Without the objective of making a statistically significant comparison, Table 3 shows the mortality data in our project, compared to the official MMR data in 2015 (the latest official figure) for both departments, published in the Report of Activities by the MSPAS [22]. In Table 3, we also show the MMR data for the country of Guatemala, obtained from the same source.

Table 3 Maternal Mortality

The results of this work confirm the trend already detected in the first pilot project carried out in 2012 and 2013 [21].

It is essential to highlight that case studies, such as the one carried out in this research, cannot be used to contrast known theories or proposals, but are instead useful for proposing new research hypotheses that will have to be tested in future experimental studies. The intention, therefore is not to achieve a statistical generalization, but, rather, an analytical one, generalizable only to other cases that present theoretical conditions similar to the present. Even so, the facts described in this paper hint at the possibilities offered by these types of projects for reducing maternal mortality among pregnant women in rural areas of low and middle-income countries.

It was particularly relevant for this study to confirm if the technology, training and new procedures implemented by the Healthy Pregnancy project allow rural nurses to detect most of the obstetric complications. This project has identified a rate of 16.43% of asymptomatic bacteriuria which is slightly higher than the one usually reported (between 2 and 15%). The rate of multiple pregnancies identified was 0.54%, which is marginally lower than the one registered for Guatemala (0.8%). The rate of detection of fetal malpresentation from week 32 onwards (14.87%) was consistent with that previously described in the background section, which is between 7 and 16%. Regarding the glucose tests, the results were far lower than the ones described in the literature, and therefore a modification in the project is being conducted to carry out the test only on fasting women (if they have eaten previously, the test is not performed).

The “Healthy Pregnancy” project enables detection of some important obstetric complications in time, facilitating the referral of pregnant women at a high risk of losing their own lives or the lives of their newborn children. In this sense, we consider that this project contributes to the improvement of prenatal control offered to women in rural areas.

Conclusion

Rural areas of Guatemala still show high levels of maternal mortality and the public health system lacks the resources to offer ultrasounds, blood tests and specialized medical attention to all women living in these areas. The Healthy Pregnancy initiative proposes a strategy to improve prenatal care in this context by providing equipment, training, and supervision to nurses who are already responsible for prenatal controls in such areas. This case study shows that, with this strategy, the nursing staff can identify and refer most of the obstetric risks in time, which may contribute to the reduction of maternal mortality.

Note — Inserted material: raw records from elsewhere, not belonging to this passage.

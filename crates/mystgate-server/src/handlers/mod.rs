//! HTTP request handlers.

pub(crate) mod browser;
pub(crate) mod dispatch;
pub(crate) mod status;

/// Whether the query string asks for a rebuild (`rebuild=1`).
pub(crate) fn wants_rebuild(query: Option<&str>) -> bool {
    query.is_some_and(|query| query.split('&').any(|pair| pair == "rebuild=1"))
}
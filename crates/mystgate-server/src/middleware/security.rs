//! Security headers middleware.
//!
//! Built sites ship their own scripts and styles, so only
//! `X-Content-Type-Options` is enforced here.

use axum::http::HeaderValue;
use axum::http::header::HeaderName;
use tower_http::set_header::SetResponseHeaderLayer;

/// Create layer that adds X-Content-Type-Options header.
pub(crate) fn content_type_options_layer() -> SetResponseHeaderLayer<HeaderValue> {
    SetResponseHeaderLayer::overriding(
        HeaderName::from_static("x-content-type-options"),
        HeaderValue::from_static("nosniff"),
    )
}
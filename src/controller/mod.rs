//! Controller module - Application logic and event handling
//!
//! This module contains the application controller that handles user input,
//! drives the screen state machine and performs its side effects.
//! It is organized into submodules by responsibility:
//!
//! - `input`: Key and resize event handling
//! - `navigation`: Search submission, link opening and back navigation

mod input;
mod navigation;

use crate::auth::AccessToken;
use crate::model::{AppModel, SearchError, SpotifyClient};
use crate::opener::LinkOpener;

/// Owns the model and everything needed to act on it. Events are handled
/// one at a time on the loop that owns the controller.
pub struct AppController {
    pub(crate) model: AppModel,
    pub(crate) spotify: SpotifyClient,
    pub(crate) token: AccessToken,
    pub(crate) opener: Box<dyn LinkOpener>,
}

impl AppController {
    pub fn new(spotify: SpotifyClient, token: AccessToken, opener: Box<dyn LinkOpener>) -> Self {
        Self {
            model: AppModel::new(),
            spotify,
            token,
            opener,
        }
    }

    pub fn model(&self) -> &AppModel {
        &self.model
    }

    pub fn should_quit(&self) -> bool {
        self.model.should_quit()
    }

    /// Housekeeping run once per loop iteration, before drawing.
    pub fn tick(&mut self) {
        self.model.auto_clear_old_errors();
    }

    pub(crate) fn format_error(error: &SearchError) -> String {
        match error {
            SearchError::Status { status: 401, .. } => {
                "Access token rejected or expired. Restart to fetch a new one.".to_string()
            }
            SearchError::Status { status: 429, .. } => {
                "Rate limited by Spotify. Please wait a moment.".to_string()
            }
            SearchError::Status { status, message } => {
                format!("Spotify returned {}: {}", status, message)
            }
            SearchError::Transport(e) if e.is_timeout() => {
                "Search timed out. Check your connection and try again.".to_string()
            }
            SearchError::Transport(_) => {
                "Could not reach Spotify. Check your connection and try again.".to_string()
            }
            SearchError::Decode(_) => "Spotify sent a response that could not be read.".to_string(),
        }
    }
}
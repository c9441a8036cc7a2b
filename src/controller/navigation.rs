//! Screen transitions with side effects: searching, opening links, going back

use super::AppController;

impl AppController {
    /// Search with the committed query and highlighted category. On failure
    /// the category screen stays up with an error notification.
    pub async fn perform_search(&mut self) {
        let Some((query, category)) = self.model.pending_search() else {
            return;
        };
        tracing::debug!(query = %query, category = %category, "Performing search");

        match self.spotify.search(&query, category, &self.token).await {
            Ok(results) => {
                tracing::info!(
                    query = %query,
                    category = %category,
                    returned = results.len(),
                    total = results.total,
                    "Search completed successfully"
                );
                self.model.show_results(results);
            }
            Err(e) => {
                tracing::error!(query = %query, category = %category, error = %e, "Search failed");
                let error_msg = Self::format_error(&e);
                self.model.set_error(error_msg);
            }
        }
    }

    /// Hand the highlighted result's link to the OS. Failures are only logged.
    pub fn open_selected_link(&self) {
        let Some(link) = self.model.selected_link() else {
            return;
        };
        match self.opener.open(link) {
            Ok(()) => tracing::info!(link, "Opened result link"),
            Err(e) => tracing::warn!(link, error = %e, "Could not open result link"),
        }
    }

    pub fn navigate_back(&mut self) {
        let from = self.model.view_kind();
        self.model.navigate_back();
        tracing::debug!(?from, to = ?self.model.view_kind(), "Navigated back");
    }
}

The EHAS Foundation is currently working to extend the project to other Guatemala departments, as well as to other countries in Latin America and Africa. Nowadays, the project has been wholly transferred to the Health Directorates of the Alta Verapaz and San Marcos departments, and patient care is conducted practically without any external financial support, under the responsibility of the relevant Public Health Management Departments.

Additional file 1 contains a Spanish version of this original article.